Identification and functional characterisation of a novel KCNJ2 mutation, Val302del, causing Andersen-Tawil syndrome

Loss-of-function mutations of the KCNJ2 gene encoding for the inward rectifier potassium channel subunit Kir2.1 cause Andersen–Tawil Syndrome (ATS), a rare genetic disorder characterised by periodic paralysis, ventricular arrhythmias, and dysmorphic features. Clinical manifestations of the disease appear to vary greatly with the nature of mutation, therefore, functional characterisation of ATS-causing mutations is of clinical importance.
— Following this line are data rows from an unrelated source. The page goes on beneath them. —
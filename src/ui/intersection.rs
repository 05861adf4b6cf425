//! Viewport intersection signal.
//!
//! The ratio is computed from layout geometry, so any host that can report
//! element boxes and the viewport gets the same one-shot semantics as a
//! browser `IntersectionObserver` configured with a single threshold.

use crate::ui::dom::{Document, NodeId, Rect, Viewport};

/// Trigger condition for a [`OneShotObserver`]
#[derive(Debug, Clone, Copy, PartialEq)]
pub struct ObserverOptions {
    /// Fraction of the element that must be visible, in `[0, 1]`
    pub threshold: f64,
    /// Pixels trimmed off the bottom of the viewport before measuring
    pub bottom_margin: f64,
}

impl Default for ObserverOptions {
    fn default() -> Self {
        Self {
            threshold: 0.0,
            bottom_margin: 0.0,
        }
    }
}

/// Visible fraction of `rect` within `viewport` shrunk by the bottom margin.
///
/// Zero-height elements count as fully visible when they sit inside the
/// measured window.
#[must_use]
pub fn intersection_ratio(rect: Rect, viewport: Viewport, options: ObserverOptions) -> f64 {
    let window_top = viewport.scroll_y;
    let window_bottom = viewport.scroll_y + (viewport.height - options.bottom_margin).max(0.0);

    if rect.height <= 0.0 {
        let inside = rect.top >= window_top && rect.top <= window_bottom;
        return if inside { 1.0 } else { 0.0 };
    }

    let visible = rect.bottom().min(window_bottom) - rect.top.max(window_top);
    (visible.max(0.0) / rect.height).min(1.0)
}

/// Watches a fixed set of elements and reports each exactly once, the first
/// time it is sufficiently visible
#[derive(Debug, Clone, Default)]
pub struct OneShotObserver {
    options: ObserverOptions,
    observed: Vec<NodeId>,
}

impl OneShotObserver {
    #[must_use]
    pub fn new(options: ObserverOptions) -> Self {
        Self {
            options,
            observed: Vec::new(),
        }
    }

    pub fn observe(&mut self, node: NodeId) {
        if !self.observed.contains(&node) {
            self.observed.push(node);
        }
    }

    pub fn unobserve(&mut self, node: NodeId) {
        self.observed.retain(|&n| n != node);
    }

    #[must_use]
    pub fn is_observing(&self, node: NodeId) -> bool {
        self.observed.contains(&node)
    }

    #[must_use]
    pub fn observed_count(&self) -> usize {
        self.observed.len()
    }

    /// Elements that crossed the threshold. They are unobserved before being
    /// returned, so later calls never report them again.
    pub fn take_intersecting(&mut self, doc: &dyn Document) -> Vec<NodeId> {
        let viewport = doc.viewport();
        let options = self.options;
        let (triggered, waiting): (Vec<NodeId>, Vec<NodeId>) =
            self.observed.iter().partition(|&&node| {
                if !doc.is_connected(node) {
                    return false;
                }
                let ratio = intersection_ratio(doc.layout(node), viewport, options);
                ratio > 0.0 && ratio >= options.threshold
            });
        self.observed = waiting;
        triggered
    }
}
In this study, we describe the identification and functional analysis of a novel KCNJ2 mutation, Val302del, identified in a patient with ATS. Heterologously expressed wild type (WT) and Val302del mutant alleles showed similar subcellular distribution of the Kir2.1 protein with high intensity labelling from the membrane region, demonstrating normal membrane trafficking of the Val302del Kir2.1 variant. Cells transfected with the WT allele displayed a robust current with strong inward rectification, while no current above background was detected in cells expressing the Val302del Kir2.1 subunit. Co-transfection of CHO cells with the WT and the Val302del Kir2.1 revealed a dose-dependent inhibitory effect of the Val302del Kir2.1 mutant subunit on WT Kir2.1 currents. These observations indicate that the WT and the Val302del mutant subunits co-assemble in the cell membrane and that the mutation affects potassium conductivity and (or) gating of the WT/Val302del heteromeric Kir2.1 channels.